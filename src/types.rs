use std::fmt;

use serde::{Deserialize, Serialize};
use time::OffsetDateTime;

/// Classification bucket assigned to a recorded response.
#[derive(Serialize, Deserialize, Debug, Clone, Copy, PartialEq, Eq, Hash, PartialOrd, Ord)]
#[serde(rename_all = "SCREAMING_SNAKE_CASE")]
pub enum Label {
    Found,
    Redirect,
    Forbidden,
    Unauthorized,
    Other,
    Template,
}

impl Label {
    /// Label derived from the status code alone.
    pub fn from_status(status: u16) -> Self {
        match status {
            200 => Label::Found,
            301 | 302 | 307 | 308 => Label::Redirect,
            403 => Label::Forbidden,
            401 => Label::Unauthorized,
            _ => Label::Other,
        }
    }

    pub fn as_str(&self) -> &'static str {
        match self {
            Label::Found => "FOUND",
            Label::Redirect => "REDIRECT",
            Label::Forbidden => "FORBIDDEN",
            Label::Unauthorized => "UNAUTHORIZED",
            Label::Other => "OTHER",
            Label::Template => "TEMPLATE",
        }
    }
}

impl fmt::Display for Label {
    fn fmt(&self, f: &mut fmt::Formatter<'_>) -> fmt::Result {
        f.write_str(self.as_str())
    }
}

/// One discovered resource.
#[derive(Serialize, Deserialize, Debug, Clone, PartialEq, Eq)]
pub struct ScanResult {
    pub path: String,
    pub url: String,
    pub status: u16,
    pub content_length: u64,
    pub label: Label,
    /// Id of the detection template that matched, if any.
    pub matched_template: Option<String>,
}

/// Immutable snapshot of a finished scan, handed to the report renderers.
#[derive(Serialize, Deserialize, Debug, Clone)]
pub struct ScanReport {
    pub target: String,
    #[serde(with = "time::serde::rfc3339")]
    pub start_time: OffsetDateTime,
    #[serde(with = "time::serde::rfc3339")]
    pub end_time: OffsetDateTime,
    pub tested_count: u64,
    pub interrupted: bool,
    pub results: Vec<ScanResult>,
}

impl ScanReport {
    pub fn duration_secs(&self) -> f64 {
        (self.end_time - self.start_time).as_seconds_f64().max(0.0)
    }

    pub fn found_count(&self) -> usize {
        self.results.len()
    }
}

————

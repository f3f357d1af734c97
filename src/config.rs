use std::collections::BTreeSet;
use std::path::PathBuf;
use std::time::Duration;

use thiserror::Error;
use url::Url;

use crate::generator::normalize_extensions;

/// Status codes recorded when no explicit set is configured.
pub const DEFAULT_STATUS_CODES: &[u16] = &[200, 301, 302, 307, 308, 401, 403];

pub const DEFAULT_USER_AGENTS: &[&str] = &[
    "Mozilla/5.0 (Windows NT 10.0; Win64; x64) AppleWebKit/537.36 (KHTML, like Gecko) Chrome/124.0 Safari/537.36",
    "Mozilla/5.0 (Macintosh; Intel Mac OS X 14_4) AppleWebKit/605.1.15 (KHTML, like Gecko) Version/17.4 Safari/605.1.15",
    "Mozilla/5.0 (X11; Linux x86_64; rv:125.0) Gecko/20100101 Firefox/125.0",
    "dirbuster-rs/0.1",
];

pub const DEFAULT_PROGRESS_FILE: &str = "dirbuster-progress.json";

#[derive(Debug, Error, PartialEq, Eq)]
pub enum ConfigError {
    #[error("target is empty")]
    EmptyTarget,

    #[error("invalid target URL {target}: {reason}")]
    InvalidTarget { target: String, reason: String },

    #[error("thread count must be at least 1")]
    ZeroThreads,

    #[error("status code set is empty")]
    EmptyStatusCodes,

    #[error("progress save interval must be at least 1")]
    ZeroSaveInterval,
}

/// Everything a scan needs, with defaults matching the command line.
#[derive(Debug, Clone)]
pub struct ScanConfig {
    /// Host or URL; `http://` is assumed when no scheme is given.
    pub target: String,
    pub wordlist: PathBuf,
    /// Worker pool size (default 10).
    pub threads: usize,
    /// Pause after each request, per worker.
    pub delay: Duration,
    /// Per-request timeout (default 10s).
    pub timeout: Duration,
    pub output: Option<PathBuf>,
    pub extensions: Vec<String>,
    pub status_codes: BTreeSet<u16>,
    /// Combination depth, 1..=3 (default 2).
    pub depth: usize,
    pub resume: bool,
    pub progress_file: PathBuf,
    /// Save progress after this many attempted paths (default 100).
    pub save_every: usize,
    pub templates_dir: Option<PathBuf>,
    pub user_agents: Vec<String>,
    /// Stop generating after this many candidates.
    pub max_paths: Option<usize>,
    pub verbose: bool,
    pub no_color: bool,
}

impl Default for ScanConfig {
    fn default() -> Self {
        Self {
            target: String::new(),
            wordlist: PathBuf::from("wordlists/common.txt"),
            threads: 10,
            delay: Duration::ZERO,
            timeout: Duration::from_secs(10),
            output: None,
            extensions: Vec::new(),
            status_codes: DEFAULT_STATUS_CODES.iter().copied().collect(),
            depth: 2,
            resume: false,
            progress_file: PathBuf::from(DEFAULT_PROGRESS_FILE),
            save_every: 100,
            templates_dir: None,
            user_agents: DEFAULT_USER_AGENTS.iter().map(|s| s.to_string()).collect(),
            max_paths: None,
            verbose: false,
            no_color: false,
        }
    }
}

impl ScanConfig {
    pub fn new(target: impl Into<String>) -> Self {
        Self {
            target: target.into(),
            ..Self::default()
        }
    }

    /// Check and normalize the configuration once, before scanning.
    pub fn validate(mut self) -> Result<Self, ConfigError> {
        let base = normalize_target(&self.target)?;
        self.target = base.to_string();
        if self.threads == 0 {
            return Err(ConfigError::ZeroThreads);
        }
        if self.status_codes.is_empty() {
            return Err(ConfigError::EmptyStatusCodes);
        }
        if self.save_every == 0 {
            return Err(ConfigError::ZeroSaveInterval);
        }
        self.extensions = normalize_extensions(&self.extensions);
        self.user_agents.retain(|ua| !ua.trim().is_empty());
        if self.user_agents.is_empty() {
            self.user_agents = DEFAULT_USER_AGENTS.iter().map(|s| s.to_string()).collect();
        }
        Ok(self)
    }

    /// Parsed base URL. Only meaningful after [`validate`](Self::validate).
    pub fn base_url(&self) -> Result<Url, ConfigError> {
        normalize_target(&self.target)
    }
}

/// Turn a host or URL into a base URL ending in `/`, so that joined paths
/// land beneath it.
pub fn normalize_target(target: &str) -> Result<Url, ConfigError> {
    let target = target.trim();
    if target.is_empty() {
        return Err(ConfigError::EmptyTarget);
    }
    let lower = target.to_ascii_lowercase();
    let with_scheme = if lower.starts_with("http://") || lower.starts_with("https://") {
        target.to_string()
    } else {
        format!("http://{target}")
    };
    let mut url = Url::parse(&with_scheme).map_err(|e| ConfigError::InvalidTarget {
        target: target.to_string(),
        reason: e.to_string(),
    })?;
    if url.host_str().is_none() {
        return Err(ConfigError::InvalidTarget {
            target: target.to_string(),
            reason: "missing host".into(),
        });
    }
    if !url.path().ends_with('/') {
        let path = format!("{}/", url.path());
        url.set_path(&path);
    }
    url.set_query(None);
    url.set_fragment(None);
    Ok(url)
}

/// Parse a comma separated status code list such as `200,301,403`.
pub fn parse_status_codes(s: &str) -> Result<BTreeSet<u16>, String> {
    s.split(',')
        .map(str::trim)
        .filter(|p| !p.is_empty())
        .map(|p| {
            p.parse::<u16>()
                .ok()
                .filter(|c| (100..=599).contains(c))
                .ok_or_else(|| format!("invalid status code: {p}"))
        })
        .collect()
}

————

_TASK BRIEF_
Count how many lines in the data contain the word "dirbuster", giving the number without comment.

_SOLUTION FOR THIS PROBLEM_
2